Most of us can go to work every day and get along well enough with the majority of our co-workers… until someone screws with our snacks. The sad thing is, in my case, it wasn’t even a snack. It was the case of the disappearing ice pack that I use to keep my snacks chilled.
I work in a medical clinic. I admit, if I saw a co-worker walking around with my ice pack on their fat lip because a patient got miffed about a co-pay and beat their face to a pulp, I might feel a little bad. But even then I’d probably be thinking: “Geez… it’s a medical facility. That’s the only ice pack you could come up with?”
So here are all my co-workers, pretending to care about my lost ice pack and even worse, pretending to look for my lost ice pack. Five women, shoulder deep in the freezer on top, refrigerator on bottom, all huddled in there, joining forces supposedly determined to solve the great ice pack mystery. They searched high and low, often elbowing each other out of the way in the process. A couple of times one would uncrouch herself from the refrigerator only to get bunked in the back of the head with the freezer door by one of her teammates.
I stood back and let them proceed with their mission. And I’ll be honest, call me a cynical New Yorker, but something didn’t ring true about the whole scene. It reminded me of when you’re in third grade and the teacher calls on you when you didn’t raise your hand and have no idea of the answer so you “search” for the answer: On a blank page in your notebook, out the window, in the braid of the girl in front of you, until the teacher mercifully gets the hint and moves onto someone else.
And still these women, risking hypothermia to save the life of my little ice pack, out there all alone in the cold, cold, world, proceeded with the charade often offering absurd possibilities: “Maybe it fell on the floor.” “Check the garbage.
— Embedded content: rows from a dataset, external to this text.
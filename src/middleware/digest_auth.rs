//! Digest 인증 미들웨어 (RFC 2617, MD5)

use std::collections::HashMap;
use std::sync::Arc;
use std::time::{Duration, SystemTime, UNIX_EPOCH};

use async_trait::async_trait;
use hyper::header::{self, HeaderName, HeaderValue};
use hyper::{Request, StatusCode};
use md5::{Digest, Md5};
use tracing::debug;
use uuid::Uuid;

use super::basic_auth::read_users;
use super::error::BuildError;
use super::handler::{Body, BoxHandler, Handler};
use super::writer::{write_error, ResponseWriter};
use crate::dynamic::DigestAuthConfig;

/// nonce 유효 시간
const NONCE_LIFETIME: Duration = Duration::from_secs(300);

pub struct DigestAuth {
    next: BoxHandler,
    /// (사용자, realm) -> HA1
    users: HashMap<(String, String), String>,
    realm: String,
    secret: String,
    opaque: String,
    remove_header: bool,
    header_field: Option<HeaderName>,
    name: String,
}

pub fn new(next: BoxHandler, config: &DigestAuthConfig, name: &str) -> Result<BoxHandler, BuildError> {
    debug!(middleware = %name, kind = "digestAuth", "미들웨어 생성");

    let entries = read_users(&config.users, config.users_file.as_deref())
        .map_err(|e| BuildError::invalid(name, e.to_string()))?;

    let mut users = HashMap::new();
    for entry in entries {
        let mut fields = entry.splitn(3, ':');
        match (fields.next(), fields.next(), fields.next()) {
            (Some(user), Some(realm), Some(ha1)) if !ha1.is_empty() => {
                users.insert((user.to_string(), realm.to_string()), ha1.to_lowercase());
            }
            _ => {
                return Err(BuildError::invalid(
                    name,
                    format!("invalid digest user entry {:?}, expected user:realm:hash", entry),
                ))
            }
        }
    }

    let header_field = config
        .header_field
        .as_deref()
        .map(|field| HeaderName::from_bytes(field.as_bytes()))
        .transpose()
        .map_err(|e| BuildError::invalid(name, e.to_string()))?;

    Ok(Arc::new(DigestAuth {
        next,
        users,
        realm: config.realm.clone(),
        secret: Uuid::new_v4().simple().to_string(),
        opaque: Uuid::new_v4().simple().to_string(),
        remove_header: config.remove_header,
        header_field,
        name: name.to_string(),
    }))
}

fn md5_hex(input: &str) -> String {
    format!("{:x}", Md5::digest(input.as_bytes()))
}

fn unix_seconds() -> u64 {
    SystemTime::now()
        .duration_since(UNIX_EPOCH)
        .map(|d| d.as_secs())
        .unwrap_or_default()
}

/// `Digest a="b", c=d` 형태의 인증 파라미터를 파싱합니다.
fn parse_params(value: &str) -> Option<HashMap<String, String>> {
    let rest = value.strip_prefix("Digest ")?;
    let mut params = HashMap::new();
    let mut chars = rest.trim().chars().peekable();

    loop {
        while chars.peek().is_some_and(|c| *c == ',' || c.is_whitespace()) {
            chars.next();
        }
        let key: String = chars.by_ref().take_while(|c| *c != '=').collect();
        if key.is_empty() {
            break;
        }

        let value = if chars.peek() == Some(&'"') {
            chars.next();
            let mut value = String::new();
            while let Some(c) = chars.next() {
                match c {
                    '\\' => value.extend(chars.next()),
                    '"' => break,
                    c => value.push(c),
                }
            }
            value
        } else {
            chars.by_ref().take_while(|c| *c != ',').collect::<String>().trim().to_string()
        };
        params.insert(key.trim().to_lowercase(), value);
    }

    Some(params)
}

enum Verdict {
    Authorized(String),
    Stale,
    Denied,
}

impl DigestAuth {
    fn nonce_at(&self, timestamp: u64) -> String {
        format!("{:x}-{}", timestamp, md5_hex(&format!("{}:{}", timestamp, self.secret)))
    }

    /// nonce가 이 미들웨어에서 발급된 것이면 발급 시각을 반환합니다.
    fn nonce_timestamp(&self, nonce: &str) -> Option<u64> {
        let (ts, _) = nonce.split_once('-')?;
        let timestamp = u64::from_str_radix(ts, 16).ok()?;
        (self.nonce_at(timestamp) == nonce).then_some(timestamp)
    }

    fn challenge(&self, stale: bool) -> Option<HeaderValue> {
        let mut value = format!(
            "Digest realm=\"{}\", nonce=\"{}\", opaque=\"{}\", algorithm=MD5, qop=\"auth\"",
            self.realm,
            self.nonce_at(unix_seconds()),
            self.opaque
        );
        if stale {
            value.push_str(", stale=true");
        }
        HeaderValue::from_str(&value).ok()
    }

    fn verify(&self, req: &Request<Body>) -> Verdict {
        let Some(params) = req
            .headers()
            .get(header::AUTHORIZATION)
            .and_then(|v| v.to_str().ok())
            .and_then(parse_params)
        else {
            return Verdict::Denied;
        };
        let get = |key: &str| params.get(key).map(String::as_str).unwrap_or("");

        let (username, realm, nonce, uri) = (get("username"), get("realm"), get("nonce"), get("uri"));
        if realm != self.realm || get("opaque") != self.opaque {
            return Verdict::Denied;
        }
        let request_uri = req
            .uri()
            .path_and_query()
            .map(|pq| pq.as_str())
            .unwrap_or("/");
        if uri != request_uri {
            return Verdict::Denied;
        }
        let Some(ha1) = self.users.get(&(username.to_string(), realm.to_string())) else {
            return Verdict::Denied;
        };

        let ha2 = md5_hex(&format!("{}:{}", req.method(), uri));
        let expected = match get("qop") {
            "" => md5_hex(&format!("{}:{}:{}", ha1, nonce, ha2)),
            "auth" => md5_hex(&format!(
                "{}:{}:{}:{}:auth:{}",
                ha1,
                nonce,
                get("nc"),
                get("cnonce"),
                ha2
            )),
            _ => return Verdict::Denied,
        };
        if expected != get("response").to_lowercase() {
            return Verdict::Denied;
        }

        match self.nonce_timestamp(nonce) {
            Some(issued) if unix_seconds().saturating_sub(issued) <= NONCE_LIFETIME.as_secs() => {
                Verdict::Authorized(username.to_string())
            }
            Some(_) => Verdict::Stale,
            None => Verdict::Denied,
        }
    }
}

#[async_trait]
impl Handler for DigestAuth {
    async fn serve(&self, w: &mut dyn ResponseWriter, mut req: Request<Body>) {
        let user = match self.verify(&req) {
            Verdict::Authorized(user) => user,
            verdict => {
                let stale = matches!(verdict, Verdict::Stale);
                debug!(middleware = %self.name, stale, "Digest 인증 실패");
                if let Some(challenge) = self.challenge(stale) {
                    w.headers_mut().insert(header::WWW_AUTHENTICATE, challenge);
                }
                write_error(w, StatusCode::UNAUTHORIZED, "401 Unauthorized").await;
                return;
            }
        };

        if let Some(field) = &self.header_field {
            if let Ok(value) = HeaderValue::from_str(&user) {
                req.headers_mut().insert(field.clone(), value);
            }
        }
        if self.remove_header {
            req.headers_mut().remove(header::AUTHORIZATION);
        }
        self.next.serve(w, req).await;
    }
}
Maybe someone threw it out accidentally” All the while I’m scrutinizing each one thinking: “One of you shady motherfuckers took my ice pack.”
It’s textbook. Arsonists hang around to watch the fire burn. Murderers help search woods for people they’ve folded neatly into the trunk of their car. Ice pack thieves return to the scene of the crime and join in the hunt.
I fought the urge to say: “Here, let me help” while pushing them all aside and hurling each item out of the refrigerator a handful at a time, until there was nothing left in there but a light bulb.
Instead, I stood back with my arms folded to give room for the crook and her accomplices-after-the-fact to continue perpetuating this obvious fraud, I’m looking around the tiny kitchen and wondering where kitchen security was when I needed them. You know, the self-appointed kitchen police. Every job has one. You know, the woman who is so fed up with the rest of us, she has 8 signs screaming at you from the top of their little paper lungs all over the 6 x 8 room:
“Clean up after yourself! There is no maid!” And if you didn’t get that subtle hint, three feet away there’s:
“Keep this place clean! Your mother doesn’t work here!”
“Any food left in the refrigerator on Friday at 5PM will be thrown out!”
She’s very vocal, yet nobody knows who’s responsible for those signs because she puts them up when nobody’s there and they’re all done on a computer so coincidentally nobody can analyze the handwriting.
I remained there, watching the five asses of varying widths sticking out of the refrigerator/freezer and thought to myself: “If this whole fiasco goes on much longer I’m going to add my own signs: ‘Return my ice pack or else…!!!’ and ‘Please be considerate of your co-workers. Refrain from wearing black thong underwear under white clothing!!!’
I planned my strategy. I figured I’d smoke out the perpetrator. I’d embarrass them into returning the damn thing. To everybody I came into contact with for the rest of the day I casually mentioned:
“My ice pack is missing from the freezer. It’s about yay big and dark blue. If you happen to see it…” and of course I prefaced this plea with: “It’s really not a big deal, but…” to all 87 people I told.
I stopped short of printing up a photo I had on my phone of us at a picnic, drawing black magic marker arrows pointing to the ice pack, and wallpapering the facility (even the waiting room) with the copies with the caption:
“Have you seen me?” (Reward: If returned, I’ll consider not publicly humiliating you by sending an email with your picture to everyone who works in the building.)
And guess what I found in the freezer, right where I left it, bright and early the very next morning?
Hmmm… I looked around the medical clinic at all the nice, friendly, cheery staff and thought: “Like I said: ‘One of you shady motherfuckers took my ice pack.”